# Week 14: In class exercise
## 12/22/2021

**1. Using the documentation for Recursive Feature Selection, apply this process to the crime dataset to create the best multivariate linear regression model https://scikit-learn.org/stable/modules/generated/sklearn.feature_selection.RFE.html . You can select what you’re trying to predict, but be sure to indicate what that is. Be sure to explain what RFE is in the markdown. You should be able to answer this using what’s on the documentation page + what you already know.**

**What is RFE?**

Recursive Feature Elimination (or RFE) is a method for optimizing your model by iteratively removing the least helpful (or 'weakest') features until the number of features you want is reached. For example, if you want 3 features in your model, and you have 20 to choose from, the RFE method will help you select the 3 best features. It will start with all 20 in the model and whittle down, eliminating the worst one each time, until you only have three.

In [19]:
# Load in libraries
import numpy as np
import pandas as pd
from sklearn.linear_model import LinearRegression
from statsmodels.formula.api import ols

# Load file
crime_df = pd.read_csv('crime_data.csv')
crime_df.head()

Unnamed: 0,X1,X2,X3,X4,X5,X6,X7
0,478,184,40,74,11,31,20
1,494,213,32,72,11,43,18
2,643,347,57,70,18,16,16
3,341,565,31,71,11,25,19
4,773,327,67,72,9,29,24


With the code below, we will try to predict the X1 column (reported crime per 1 mil residents)
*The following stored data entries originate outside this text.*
//! Remediation (align) engine.
//!
//! - [`Planner`]: maps `fail`/`partial` findings to exactly one [`Fix`] each,
//!   using the first accepting [`FixGenerator`].
//! - [`edit`]: side-effect-free simulation for previews, plus the real apply.
//! - [`Snapshot`]: per-fix reversible snapshot of every touched path.
//! - [`AlignEngine`]: the Planning → Previewing → Confirming → Applying →
//!   Verifying → Committed | RolledBack state machine.
//!
//! [`Fix`]: agentready_types::fix::Fix

pub mod edit;
pub mod engine;
pub mod error;
pub mod generator;
pub mod generators;
pub mod planner;
pub mod ports;
pub mod runner;
pub mod snapshot;
pub mod validate;

pub use engine::{AlignEngine, AlignSettings};
pub use error::{AlignError, ApplyError};
pub use generator::{FixGenerator, GeneratorCatalog, SuggestionProvider};
pub use planner::{Plan, Planner};
pub use ports::{AcceptAll, Confirmer, FixPreview, ReviewPort, VcsPort};
pub use runner::{CommandRunner, ShellCommandRunner};
pub use snapshot::Snapshot;
pub use validate::{FixValidator, ReassessValidator, Validation};
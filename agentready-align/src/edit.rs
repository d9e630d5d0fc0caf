//! Text edits, in-memory simulation and on-disk application of fixes.

use crate::error::ApplyError;
use crate::runner::CommandRunner;
use agentready_types::fix::{Fix, TextChange};
use camino::{Utf8Component, Utf8Path, Utf8PathBuf};
use diffy::PatchFormatter;
use fs_err as fs;
use std::collections::{BTreeMap, BTreeSet};
use std::io::{ErrorKind, Write};

/// Rejects absolute paths and any `..` component.
pub fn ensure_relative(path: &Utf8Path) -> Result<(), ApplyError> {
    let escapes = path.as_str().is_empty()
        || path.is_absolute()
        || path
            .components()
            .any(|c| !matches!(c, Utf8Component::Normal(_) | Utf8Component::CurDir));
    if escapes {
        return Err(ApplyError::PathEscape {
            path: path.to_path_buf(),
        });
    }
    Ok(())
}

pub fn apply_text_changes(
    path: &Utf8Path,
    contents: &str,
    changes: &[TextChange],
) -> Result<String, ApplyError> {
    let mut out = contents.to_string();
    for change in changes {
        match change {
            TextChange::AppendLines {
                lines,
                skip_existing,
            } => {
                let mut present: BTreeSet<String> =
                    out.lines().map(|l| l.trim().to_string()).collect();
                let mut appended = String::new();
                for line in lines {
                    let trimmed = line.trim();
                    if *skip_existing && !trimmed.is_empty() && present.contains(trimmed) {
                        continue;
                    }
                    present.insert(trimmed.to_string());
                    appended.push_str(line);
                    appended.push('\n');
                }
                if !appended.is_empty() {
                    if !out.is_empty() && !out.ends_with('\n') {
                        out.push('\n');
                    }
                    out.push_str(&appended);
                }
            }
            TextChange::ReplaceText { find, replace } => {
                if find.is_empty() || !out.contains(find.as_str()) {
                    return Err(ApplyError::PatternNotFound {
                        path: path.to_path_buf(),
                        find: find.clone(),
                    });
                }
                out = out.replacen(find.as_str(), replace, 1);
            }
        }
    }
    Ok(out)
}

fn io_error(path: &Utf8Path, e: std::io::Error) -> ApplyError {
    ApplyError::Io {
        path: path.to_path_buf(),
        message: e.to_string(),
    }
}

fn read_optional(root: &Utf8Path, rel: &Utf8Path) -> Result<Option<String>, ApplyError> {
    match fs::read_to_string(root.join(rel)) {
        Ok(s) => Ok(Some(s)),
        Err(e) if e.kind() == ErrorKind::NotFound => Ok(None),
        Err(e) => Err(io_error(rel, e)),
    }
}

/// Copy-on-read view of the working tree used for previews.
///
/// Reads fall through to disk the first time a path is touched; every write
/// stays in memory. Nothing here creates, modifies or deletes files.
#[derive(Debug)]
pub struct Overlay<'a> {
    root: &'a Utf8Path,
    original: BTreeMap<Utf8PathBuf, Option<String>>,
    current: BTreeMap<Utf8PathBuf, Option<String>>,
}

impl<'a> Overlay<'a> {
    pub fn new(root: &'a Utf8Path) -> Self {
        Self {
            root,
            original: BTreeMap::new(),
            current: BTreeMap::new(),
        }
    }

    fn load(&mut self, rel: &Utf8Path) -> Result<Option<String>, ApplyError> {
        if let Some(v) = self.current.get(rel) {
            return Ok(v.clone());
        }
        let on_disk = read_optional(self.root, rel)?;
        self.original.insert(rel.to_path_buf(), on_disk.clone());
        self.current.insert(rel.to_path_buf(), on_disk.clone());
        Ok(on_disk)
    }

    /// Simulates `fix` and returns the unified diff of just this fix.
    pub fn simulate(&mut self, fix: &Fix) -> Result<String, ApplyError> {
        for path in fix.touched_paths() {
            ensure_relative(&path)?;
            self.load(&path)?;
        }
        let before: BTreeMap<Utf8PathBuf, Option<String>> = fix
            .touched_paths()
            .into_iter()
            .map(|p| {
                let v = self.current.get(&p).cloned().flatten();
                (p, v)
            })
            .collect();

        let mut staged = self.current.clone();
        simulate_into(self.root, fix, &mut staged)?;
        self.current = staged;

        let after: BTreeMap<Utf8PathBuf, Option<String>> = before
            .keys()
            .map(|p| (p.clone(), self.current.get(p).cloned().flatten()))
            .collect();
        Ok(render_patch(&before, &after))
    }

    /// Unified diff of everything simulated so far.
    pub fn patch(&self) -> String {
        render_patch(&self.original, &self.current)
    }
}

fn simulate_into(
    root: &Utf8Path,
    fix: &Fix,
    state: &mut BTreeMap<Utf8PathBuf, Option<String>>,
) -> Result<(), ApplyError> {
    match fix {
        Fix::FileCreation { path, content } => {
            let existing = match state.get(path) {
                Some(v) => v.clone(),
                None => read_optional(root, path)?,
            };
            if existing.is_some() {
                return Err(ApplyError::AlreadyExists { path: path.clone() });
            }
            state.insert(path.clone(), Some(content.clone()));
        }
        Fix::FileModification { path, changes } => {
            let existing = match state.get(path) {
                Some(v) => v.clone(),
                None => read_optional(root, path)?,
            };
            let Some(existing) = existing else {
                return Err(ApplyError::Missing { path: path.clone() });
            };
            let updated = apply_text_changes(path, &existing, changes)?;
            state.insert(path.clone(), Some(updated));
        }
        // Commands cannot be simulated; their preview line stands in.
        Fix::Command { .. } => {}
        Fix::MultiStep { steps } => {
            for step in steps {
                simulate_into(root, step, state)?;
            }
        }
    }
    Ok(())
}

/// Applies `fix` to the working tree. Callers snapshot first; a failure
/// part-way through a multi-step fix leaves earlier steps on disk.
pub fn apply_fix(root: &Utf8Path, fix: &Fix, runner: &dyn CommandRunner) -> Result<(), ApplyError> {
    match fix {
        Fix::FileCreation { path, content } => {
            ensure_relative(path)?;
            let abs = root.join(path);
            if let Some(parent) = abs.parent() {
                fs::create_dir_all(parent).map_err(|e| io_error(path, e))?;
            }
            let mut file = match fs::OpenOptions::new()
                .write(true)
                .create_new(true)
                .open(&abs)
            {
                Ok(f) => f,
                Err(e) if e.kind() == ErrorKind::AlreadyExists => {
                    return Err(ApplyError::AlreadyExists { path: path.clone() });
                }
                Err(e) => return Err(io_error(path, e)),
            };
            file.write_all(content.as_bytes())
                .map_err(|e| io_error(path, e))?;
        }
        Fix::FileModification { path, changes } => {
            ensure_relative(path)?;
            let existing = read_optional(root, path)?
                .ok_or_else(|| ApplyError::Missing { path: path.clone() })?;
            let updated = apply_text_changes(path, &existing, changes)?;
            fs::write(root.join(path), updated).map_err(|e| io_error(path, e))?;
        }
        Fix::Command {
            argv, working_dir, ..
        } => {
            if !working_dir.as_str().is_empty() {
                ensure_relative(working_dir)?;
            }
            runner
                .run(argv, &root.join(working_dir))
                .map_err(|e| ApplyError::Command {
                    command: argv.join(" "),
                    message: format!("{e:#}"),
                })?;
        }
        Fix::MultiStep { steps } => {
            for step in steps {
                apply_fix(root, step, runner)?;
            }
        }
    }
    Ok(())
}

/// Unified diff between two path → content maps (`None` = absent).
pub fn render_patch(
    before: &BTreeMap<Utf8PathBuf, Option<String>>,
    after: &BTreeMap<Utf8PathBuf, Option<String>>,
) -> String {
    let mut out = String::new();
    let formatter = PatchFormatter::new();

    for (path, old) in before {
        let new = after.get(path).unwrap_or(old);
        if old == new {
            continue;
        }

        out.push_str(&format!("diff --git a/{0} b/{0}\n", path));
        match old {
            Some(_) => out.push_str(&format!("--- a/{0}\n", path)),
            None => out.push_str("--- /dev/null\n"),
        }
        match new {
            Some(_) => out.push_str(&format!("+++ b/{0}\n", path)),
            None => out.push_str("+++ /dev/null\n"),
        }

        let old_text = old.as_deref().unwrap_or("");
        let new_text = new.as_deref().unwrap_or("");
        let patch = diffy::create_patch(old_text, new_text);
        let body = formatter.fmt_patch(&patch).to_string();
        // diffy emits its own `--- original` / `+++ modified` header.
        for line in body.lines().skip_while(|l| !l.starts_with("@@")) {
            out.push_str(line);
            out.push('\n');
        }
    }

    out
}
We will use RFE to create the best model possible for predicting the reported crime rate

**About the Data set**

The data (X1, X2, X3, X4, X5, X6, X7) are for each city.

X1 = total overall reported crime rate per 1 million residents

X2 = reported violent crime rate per 100,000 residents

X3 = annual police funding in $/resident

X4 = % of people 25 years+ with 4 yrs. of high school

X5 = % of 16 to 19 year-olds not in highschool and not highschool graduates.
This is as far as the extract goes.